Mi mamá, que es la mejor madre del mundo y todos esos adjetivos calificativos que solemos decir de nuestras progenitoras, me enseñó muchas cosas que hicieron de mí la mujer que soy en la actualidad.
Puedo decir con orgullo que con ella aprendí a caminar, a leer y también algunas partes del cuerpo. Escribo “algunas” porque ahora que soy una persona adulta me doy cuenta de que editó tramos de mi anatomía humana.
A ver: lo primero que pude identificar de mi “yo” era donde quedaban los ojos, boca y nariz. Bajando por mi cuerpo le puse nombre a mis manos, dedos, señalaba donde quedaba la “barriguita” y desde aquí brincaba hasta las rodillas, algo pasaba en la zona media, era como un salto de página, perdida de señal o error de edición.
Nunca en casa escuché la palabra vulva o vagina. La referencia para hablar de esta “dimensión desconocida” se resumía en la frase: “eso no se toca“.
Cuando visitaba las casas de mis amigas, escuchaba cómo las madres de éstas se referían a “eso” como “flor” “cosita” “totonita” (esta última es una palabra muy usada en Venezuela) lo que me hacía sentir aún más confundida.
Yo tenía la orden de que si a “eso” le pasaba algo debía decírselo a mi mamá en el oído y nos escondíamos en algún lugar para revisar, pero por nada del mundo podía tocarlo y menos en público.
Recuerdo que una vez llegué del colegio, tendría como 7 años, y pregunté ¿mamá donde queda el vientre?. “Hija eso es parte del estómago”. Mi segunda pregunta fue ¿y la vagina? a lo que escuché “Betty es hora de bañarse para hacer la tarea”.
Paralelamente en el mundo de los niños de mi familia la cosa era totalmente distinta. Veía por ejemplo cómo los adultos -hombres y mujeres- sentían un inmenso orgullo cuando el varón reconocía el punto de hombría en su cuerpo, tenía permiso de tocarlo, jugar con él y hasta podía ser el tema central de alguna conversación casual. Solían hacer una especie de “dinámica chistosa” cuando le preguntaban al pequeño ¿para quién es eso? a lo que debía responder “Para las muchachas” . No tenían la orden de esconderse como en mi caso.
A pesar de que los tiempos han cambiando y de no juzgar a mi madre ni a mi familia por cómo abordaron ciertos temas, aún me sorprende ver tanto hermetismo sobre “las partes íntimas” de las niñas.

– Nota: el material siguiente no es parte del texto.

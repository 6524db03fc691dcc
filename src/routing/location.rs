use regex_lite::Regex;
use std::fmt;
use std::sync::OnceLock;

/// Rack identifiers look like `A01-C02`: a spine token, a dash, then a
/// single letter followed by the cabinet number.
fn rack_pattern() -> Option<&'static Regex> {
    static PATTERN: OnceLock<Option<Regex>> = OnceLock::new();
    PATTERN
        .get_or_init(|| Regex::new(r"^([^-\s]+)-[A-Za-z](\d+)$").ok())
        .as_ref()
}

/// Split a rack identifier into spine and cabinet number.
/// Returns `("", 0)` when the string is not a `<spine>-C<cabinet>` identifier.
pub fn spine_and_cabinet(rack: &str) -> (&str, u32) {
    let Some(caps) = rack_pattern().and_then(|re| re.captures(rack.trim())) else {
        return ("", 0);
    };
    let spine = caps.get(1).map(|m| m.as_str()).unwrap_or("");
    match caps.get(2).and_then(|m| m.as_str().parse::<u32>().ok()) {
        Some(cabinet) => (spine, cabinet),
        None => ("", 0),
    }
}

/// True when the string parses as a rack identifier
pub fn is_rack_identifier(rack: &str) -> bool {
    !spine_and_cabinet(rack).0.is_empty()
}

/// Spine token of a rack, or `None` when the rack does not parse
pub fn spine_of(rack: &str) -> Option<&str> {
    match spine_and_cabinet(rack) {
        ("", _) => None,
        (spine, _) => Some(spine),
    }
}

/// Cabinet distance between two racks on the same spine.
/// `None` if either rack fails to parse or the spines differ.
pub fn same_spine_distance(a: &str, b: &str) -> Option<u32> {
    let (spine_a, cab_a) = spine_and_cabinet(a);
    let (spine_b, cab_b) = spine_and_cabinet(b);
    if spine_a.is_empty() || spine_a != spine_b {
        return None;
    }
    Some(cab_a.abs_diff(cab_b))
}

/// Physical mount point of a panel
#[derive(Debug, Clone, PartialEq, Eq)]
pub struct Location {
    pub rack: String,
    pub u_position: String,
}

impl Location {
    pub fn new(rack: impl Into<String>, u_position: impl Into<String>) -> Self {
        Self {
            rack: rack.into(),
            u_position: u_position.into(),
        }
    }

    /// The rack this location sits in, without the U position
    pub fn rack_identifier(&self) -> &str {
        &self.rack
    }

    pub fn spine_and_cabinet(&self) -> (&str, u32) {
        spine_and_cabinet(&self.rack)
    }
}

impl fmt::Display for Location {
    fn fmt(&self, f: &mut fmt::Formatter<'_>) -> fmt::Result {
        write!(f, "{}-{}", self.rack, self.u_position)
    }
}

Y no me refiero a explicarle a las pequeñas el tema escabroso del sexo. No, hablo de que muchas de mis amigas que se han convertido en madres son incapaces de decirle a sus pequeñas que “eso” se llama vulva. Sienten quizás que al hacerlo sus hijas perderán “la inocencia” y que ponerse nerviosas, balbucear y fingir demencia sobre esta parte del cuerpo las hará ver que están actuando de forma natural.
Nota mental: Lo que una madre no le explica a su hija en casa lo hará una “amiguita adelantada” en el colegio. Es algo como bíblico porque siempre sucede así.
Yo a mis 37 años caí como Condorito cuando la sobrina de una de mis mejores amigas, con tan solo 3 años, dijo con total naturalidad: “yo tengo vulva porque soy una niña”. Sentí admiración por cómo le han explicado a esta pequeña que “eso” forma parte de ella, que como otras partes del cuerpo no debe exponerse en público (porque uno no anda hurgándose la nariz delante de todo el mundo ¿cierto? pues bien, lo mismo ocurre con la vulva) y que definitivamente la connotación a las cosas se lo damos los adultos, bien sea para magnificarlas o simplemente verlas como algo normal del día a día.
Si queremos vivir en un mundo más igualitario para hombres y mujeres es necesario tomar conciencia que el primer paso se da desde casa. Puede resultar obvio, pero si aún persisten los favoritismos entre todo lo que tiene permitido hacer “el varón de la casa”, mientras que a la niña se le cita un listado completo de cosas que no debe hacer porque “no es de señoritas”, lamentablemente se seguirá profundizando ese pozo tenebroso por el que hoy muchas personas trabajamos para eliminarlo por completo.